Actually using the 2010 Tax Withholding Calculator

It’s relatively straightforward to use the IRS tool, its essentially an interview process.

  • Page One: You’ll be asked about your filing status, married, single, and whether or not someone could claim you as a dependent
  • Page Two: More general information focused on the number of jobs you have as well as the number of dependents you can claim
  • Page Three: This is all about your income. First you’ll enter all of your income including wages, tips and salary you expect to receive in 2010. Then you’ll enter how much you contributed to a tax deferred retirement plan like a 401k or Thrift Savings Plan. This would also include any contributions you make to a Flexible Spending Account or Health Savings Account. It continues on to ask you about any other forms for taxable income including unemployment, bonuses or dividend and interest money.
  • Page Four: Deductions. Here’s where you’ll estimate your eligible Medical and Dental expenses outside of your FSA or HSA. What you think you’ll pay in taxes. Interest you paid. Charitable contributions, losses, job expenses and any other deductions.

What the 2010 Withholding Calculator will Deliver

Once you’ve got your data in place the calculator will give you a recommendation on the amount of allowances to enter on your form W-4. There will probably be two recommendations, one that will have you pay slightly more in taxes to avoid having to pay additional tax as well as a more aggressive number of allowances that will have you underpaying your taxes which you’ll have to make up in your 2010 return. Either way you go this will minimize the amount of taxes that will be pulled from your regular paycheck. NOTE: This tool doesn’t change any of your tax data. I assume you know this is just a calculation for what to enter on a revised W-4 form with your employer. To put this in action you’ll need to work with your Human Resource department to get your information updated. This may take a few paychecks to show up depending on your employer.

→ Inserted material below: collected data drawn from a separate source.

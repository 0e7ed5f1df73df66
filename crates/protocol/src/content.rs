//! ContentNormalizer: flattens message content into one plain-text string.
//!
//! Content arrives either as a bare string or as an ordered list of typed
//! segments. Tool invocations and tool results are embedded inline as tags
//! so a text-only upstream still sees the whole exchange:
//!
//! ```text
//! <tool_call>
//! {"name":"search","id":"toolu_1","input":{"q":"x"}}
//! </tool_call>
//!
//! <tool_result id="toolu_1">
//! ...
//! </tool_result>
//! ```

use serde::{Deserialize, Serialize};
use serde_json::Value;

/// Opening marker of a tool invocation tag.
pub const TOOL_CALL_OPEN: &str = "<tool_call>";
/// Closing marker of a tool invocation tag.
pub const TOOL_CALL_CLOSE: &str = "</tool_call>";

/// The content of one inbound message.
///
/// Anything that is neither a string nor a segment list decodes as
/// [`MessageContent::Other`] and normalizes to empty text.
#[derive(Debug, Clone, PartialEq, Serialize, Deserialize)]
#[serde(untagged)]
pub enum MessageContent {
    Text(String),
    Segments(Vec<ContentSegment>),
    Other(Value),
}

impl Default for MessageContent {
    fn default() -> Self {
        Self::Other(Value::Null)
    }
}

impl From<&str> for MessageContent {
    fn from(text: &str) -> Self {
        Self::Text(text.to_string())
    }
}

/// One typed segment of a content list, discriminated by its `type` field.
#[derive(Debug, Clone, PartialEq, Serialize, Deserialize)]
#[serde(tag = "type", rename_all = "snake_case")]
pub enum ContentSegment {
    Text {
        #[serde(default)]
        text: String,
    },
    ToolUse {
        #[serde(default)]
        id: String,
        #[serde(default)]
        name: String,
        #[serde(default)]
        input: Value,
    },
    ToolResult {
        #[serde(default)]
        tool_use_id: String,
        #[serde(default)]
        content: Option<Value>,
    },
    /// Images, documents and other segment kinds carry no text.
    #[serde(other)]
    Unsupported,
}

/// Flatten message content into the text sent upstream. Never fails.
pub fn normalize(content: &MessageContent) -> String {
    match content {
        MessageContent::Text(text) => text.clone(),
        MessageContent::Segments(segments) => {
            let mut out = String::new();
            for segment in segments {
                match segment {
                    ContentSegment::Text { text } => out.push_str(text),
                    ContentSegment::ToolUse { id, name, input } => {
                        out.push_str(&render_tool_call(name, id, input));
                    }
                    ContentSegment::ToolResult {
                        tool_use_id,
                        content,
                    } => {
                        out.push_str(&render_tool_result(tool_use_id, &result_text(content.as_ref())));
                    }
                    ContentSegment::Unsupported => {}
                }
            }
            out
        }
        MessageContent::Other(_) => String::new(),
    }
}

/// Result content as tag body: JSON strings are decoded, anything else is
/// carried as raw JSON text.
pub fn result_text(content: Option<&Value>) -> String {
    match content {
        None | Some(Value::Null) => String::new(),
        Some(Value::String(s)) => s.clone(),
        Some(other) => other.to_string(),
    }
}

#[derive(Serialize)]
struct TaggedCall<'a> {
    name: &'a str,
    id: &'a str,
    input: &'a Value,
}

/// Render a tool invocation tag. Keys are emitted as `name`, `id`, `input`.
pub fn render_tool_call(name: &str, id: &str, input: &Value) -> String {
    let empty = Value::Object(Default::default());
    let input = if input.is_null() { &empty } else { input };
    let body = serde_json::to_string(&TaggedCall { name, id, input })
        .unwrap_or_else(|_| String::from("{}"));
    format!("\n{TOOL_CALL_OPEN}\n{body}\n{TOOL_CALL_CLOSE}\n")
}

/// Render a tool result tag carrying the originating call id.
pub fn render_tool_result(id: &str, body: &str) -> String {
    format!("\n<tool_result id=\"{id}\">\n{body}\n</tool_result>\n")
}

What to do with your Extra Income

Might I recommend that you direct any additional income from your reduced tax payments towards financial independence. If you are currently have any form of personal debt (credit cards, auto loans, lines of credit) I would recommend directing those extra payments at your debt snowball. From there you could round out your emergency fund or kick up your retirement savings. Anything but letting that money fall back into the mosh pit that is monthly spending. I’m terribly guilty of that in fact years past we had used that extra cash flow to take on a new car payment. Let me be a lesson to you. Alright get to it, and get that money working for you.